- From: Andy Seaborne <andy.seaborne@epimorphics.com>
- Date: Tue, 15 May 2012 16:17:21 +0100
- To: public-rdf-wg@w3.org
On 15/05/12 16:01, Gavin Carothers wrote: > On Tue, May 15, 2012 at 7:46 AM, Peter F. Patel-Schneider > <pfpschneider@gmail.com> wrote: >> The Turtle editor's draft says that WS is needed to prevent >> mis-recognition of tokens, but doesn't explicitly define a token. > > token, terminal, whatever ;) > >> >> If the parsing Turtle depends on tokenizing, then there needs to be >> an explicit definition of what a token is, and, further, what >> mis-recognizing a token means. > > Preposed new language: > > White space (production WS) is used to separate two terminals which > would otherwise be (mis-)recognized as one terminal.
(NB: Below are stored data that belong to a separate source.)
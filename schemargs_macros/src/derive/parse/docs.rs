//! Doc comment extraction.

use syn::{Attribute, Expr, ExprLit, Lit, Meta};

/// Joins the `///` lines on an item, trimming each one.
///
/// Returns `None` when the item has no non-blank documentation.
pub(crate) fn doc_text(attrs: &[Attribute]) -> Option<String> {
    let lines: Vec<String> = attrs
        .iter()
        .filter(|attr| attr.path().is_ident("doc"))
        .filter_map(|attr| match &attr.meta {
            Meta::NameValue(nv) => match &nv.value {
                Expr::Lit(ExprLit {
                    lit: Lit::Str(text),
                    ..
                }) => Some(text.value().trim().to_owned()),
                _ => None,
            },
            _ => None,
        })
        .collect();
    let joined = lines.join("\n").trim().to_owned();
    (!joined.is_empty()).then_some(joined)
}
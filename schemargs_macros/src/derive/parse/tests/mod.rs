//! Unit tests for derive input and attribute parsing.

mod attrs;
mod input;
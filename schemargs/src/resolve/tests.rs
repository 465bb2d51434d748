//! Unit tests for type resolution and instantiators.

use std::path::PathBuf;

use anyhow::{Result, anyhow, ensure};
use rstest::rstest;

use super::{Arity, FieldClass, InstantiateError, classify, resolve};
use crate::schema::{ContainerKind, PrimitiveKind, RecordRef, TypeShape, WrapperKind};
use crate::{ArgEnum, ArgType, ArgValue, Final, Record};

#[derive(ArgEnum, Debug, Clone, Copy, PartialEq, Eq)]
#[schemargs(crate = "crate")]
enum Color {
    Red,
    Green,
}

#[derive(Record)]
#[schemargs(crate = "crate")]
struct Point {
    x: i32,
}

fn tokens(raw: &[&str]) -> Vec<String> {
    raw.iter().map(|token| (*token).to_owned()).collect()
}

fn prim(kind: PrimitiveKind) -> TypeShape {
    TypeShape::Primitive(kind)
}

#[rstest]
#[case(PrimitiveKind::I32, "-12", ArgValue::Int(-12))]
#[case(PrimitiveKind::U64, "18446744073709551615", ArgValue::UInt(u128::from(u64::MAX)))]
#[case(PrimitiveKind::F64, "0.5", ArgValue::F64(0.5))]
#[case(PrimitiveKind::Bool, "false", ArgValue::Bool(false))]
#[case(PrimitiveKind::Char, "z", ArgValue::Char('z'))]
#[case(PrimitiveKind::Str, "two words", ArgValue::Str("two words".into()))]
#[case(PrimitiveKind::Path, "a/b", ArgValue::Path(PathBuf::from("a/b")))]
fn primitives_convert_single_tokens(
    #[case] kind: PrimitiveKind,
    #[case] token: &str,
    #[case] expected: ArgValue,
) -> Result<()> {
    let resolved = resolve(&prim(kind), &[])?;
    ensure!(resolved.metadata.arity == Arity::Scalar);
    ensure!(resolved.metadata.choices.is_none());
    ensure!(resolved.instantiator.instantiate(&tokens(&[token]))? == expected);
    Ok(())
}

#[rstest]
#[case(PrimitiveKind::Bool, "True")]
#[case(PrimitiveKind::Bool, "1")]
#[case(PrimitiveKind::U8, "256")]
#[case(PrimitiveKind::I8, "-129")]
#[case(PrimitiveKind::F32, "fast")]
#[case(PrimitiveKind::Char, "ab")]
fn bad_tokens_are_conversion_errors(#[case] kind: PrimitiveKind, #[case] token: &str) -> Result<()> {
    let resolved = resolve(&prim(kind), &[])?;
    let err = resolved
        .instantiator
        .instantiate(&tokens(&[token]))
        .err()
        .ok_or_else(|| anyhow!("{token} should not convert"))?;
    ensure!(
        matches!(&err, InstantiateError::Conversion { value, expected, .. }
            if value == token && *expected == kind.type_name()),
        "unexpected error {err:?}"
    );
    Ok(())
}

#[rstest]
fn literal_sets_map_tokens_back_to_values() -> Result<()> {
    let shape = TypeShape::with_literal(
        prim(PrimitiveKind::I32),
        vec![ArgValue::Int(0), ArgValue::Int(1), ArgValue::Int(2)],
    );
    let resolved = resolve(&shape, &[])?;
    ensure!(resolved.metadata.choices == Some(tokens(&["0", "1", "2"])));
    ensure!(resolved.metadata.value_hint.is_none());
    ensure!(resolved.instantiator.instantiate(&tokens(&["2"]))? == ArgValue::Int(2));
    let err = resolved.instantiator.instantiate(&tokens(&["3"]));
    ensure!(matches!(err, Err(InstantiateError::InvalidChoice { .. })));
    Ok(())
}

#[rstest]
fn enums_choose_by_member_name() -> Result<()> {
    let resolved = resolve(&Color::shape(), &[])?;
    ensure!(resolved.metadata.choices == Some(tokens(&["Red", "Green"])));
    let value = resolved.instantiator.instantiate(&tokens(&["Green"]))?;
    ensure!(Color::from_arg_value(value)? == Color::Green);
    ensure!(resolved.instantiator.instantiate(&tokens(&["green"])).is_err());
    Ok(())
}

#[rstest]
fn optional_marks_the_argument() -> Result<()> {
    let resolved = resolve(&<Option<u8>>::shape(), &[])?;
    ensure!(resolved.metadata.is_optional);
    ensure!(resolved.display_type == prim(PrimitiveKind::U8));
    Ok(())
}

#[rstest]
fn tuples_take_a_fixed_number_of_tokens() -> Result<()> {
    let resolved = resolve(&<(i32, String, bool)>::shape(), &[])?;
    ensure!(resolved.metadata.arity == Arity::Fixed(3));
    ensure!(resolved.metadata.value_hint == Some(tokens(&["INT", "STR", "{true,false}"])));
    let value = resolved
        .instantiator
        .instantiate(&tokens(&["4", "four", "true"]))?;
    ensure!(<(i32, String, bool)>::from_arg_value(value)? == (4, "four".to_owned(), true));
    let err = resolved.instantiator.instantiate(&tokens(&["4"]));
    ensure!(err == Err(InstantiateError::Arity { expected: 3, found: 1 }));
    Ok(())
}

#[rstest]
fn tuples_of_one_enum_share_its_choices() -> Result<()> {
    let resolved = resolve(&<(Color, Color)>::shape(), &[])?;
    ensure!(resolved.metadata.choices == Some(tokens(&["Red", "Green"])));
    ensure!(resolved.metadata.value_hint.is_none());
    Ok(())
}

#[rstest]
fn containers_take_any_number_of_tokens() -> Result<()> {
    let resolved = resolve(&<Vec<u16>>::shape(), &[])?;
    ensure!(resolved.metadata.arity == Arity::Variadic);
    let value = resolved.instantiator.instantiate(&tokens(&["1", "2", "1"]))?;
    ensure!(<Vec<u16>>::from_arg_value(value)? == [1, 2, 1]);
    ensure!(resolved.instantiator.instantiate(&[])? == ArgValue::Seq(Vec::new()));
    Ok(())
}

#[rstest]
fn wrappers_are_transparent() -> Result<()> {
    let plain = resolve(&prim(PrimitiveKind::F32), &[])?;
    let wrapped = resolve(&<Final<Box<f32>>>::shape().labeled("lr"), &[])?;
    ensure!(plain.metadata == wrapped.metadata);
    ensure!(wrapped.display_type == prim(PrimitiveKind::F32));
    Ok(())
}

#[rstest]
fn generic_parameters_are_substituted() -> Result<()> {
    let bindings = [("T", prim(PrimitiveKind::U8))];
    let resolved = resolve(&TypeShape::Generic("T"), &bindings)?;
    ensure!(resolved.instantiator.instantiate(&tokens(&["7"]))? == ArgValue::UInt(7));
    ensure!(resolve(&TypeShape::Generic("U"), &bindings).is_err());
    Ok(())
}

#[rstest]
#[case::nested_containers(<Vec<Vec<u8>>>::shape())]
#[case::optional_record(<Option<Point>>::shape())]
#[case::records_in_containers(<Vec<Point>>::shape())]
#[case::empty_tuple(TypeShape::Tuple(Vec::new()))]
#[case::opaque(TypeShape::Unsupported("HashMap<String, u8>"))]
fn unsupported_shapes_are_rejected(#[case] shape: TypeShape) {
    assert!(resolve(&shape, &[]).is_err(), "{shape} should be unsupported");
}

#[rstest]
fn classification_sees_through_wrappers() -> Result<()> {
    let boxed = TypeShape::Wrapped {
        wrapper: WrapperKind::Boxed,
        inner: Box::new(Point::shape()),
    };
    ensure!(classify(&boxed, &[])? == FieldClass::Record(RecordRef::of::<Point>()));
    ensure!(classify(&TypeShape::Excluded, &[])? == FieldClass::Excluded);
    let seq = TypeShape::Sequence {
        kind: ContainerKind::Vec,
        element: Box::new(prim(PrimitiveKind::U8)),
    };
    ensure!(classify(&seq, &[])? == FieldClass::Leaf);
    Ok(())
}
Rule names > below in capitals indicate where white space is significant; these > form a possible choice of terminals for constructing a Turtle > parser. > > White space is significant in terminal IRIREF and the production > String. > > --- > > Also, split that grammar table and identify all terminals with more > than just all caps. > >> >> For example, is >> >> @prefixprefix:<foo>. >> >> a valid Turtle statement? > > Yes. Err - somewhat tricky to integrate in with common tokenizer/parser approaches given the wonders of language tags. Please ban it ("it" = a lack of WS after @prefix). [disclosure - my parsers don't care but, for speed, they are handwritten and that means content sensitive tokenizing or messing with pushback onto the input stream are doable - using tokenizer/parser toolkits may make this messy] I note that the Turtle submission bans it. [4] prefixID ::= '@prefix' ws+ prefixName? ':' uriref > >> >> Things would get even worse if the @ was allowed to be dropped, >> which is a good reason to vote against allowing dropping of @. Not true! The present of the ":" is enough to distinguish bareword keywords and prefixes. If @ were not also used for language tags, single leading char might make a parser writers life easier. But we have language tags starting with @ and @prefix is a legal language tag (just unregistered). Pragmatically, WS after @prefix and @base. Then can have a token type that is "@alpha-alphanumericsanddash". Andy > Yes, while it is possible to create a grammar that allows this in > general removing @ is likely to reduce human readability. > >> >> peter >> >> >
Received on Tuesday, 15 May 2012 15:17:51 UTC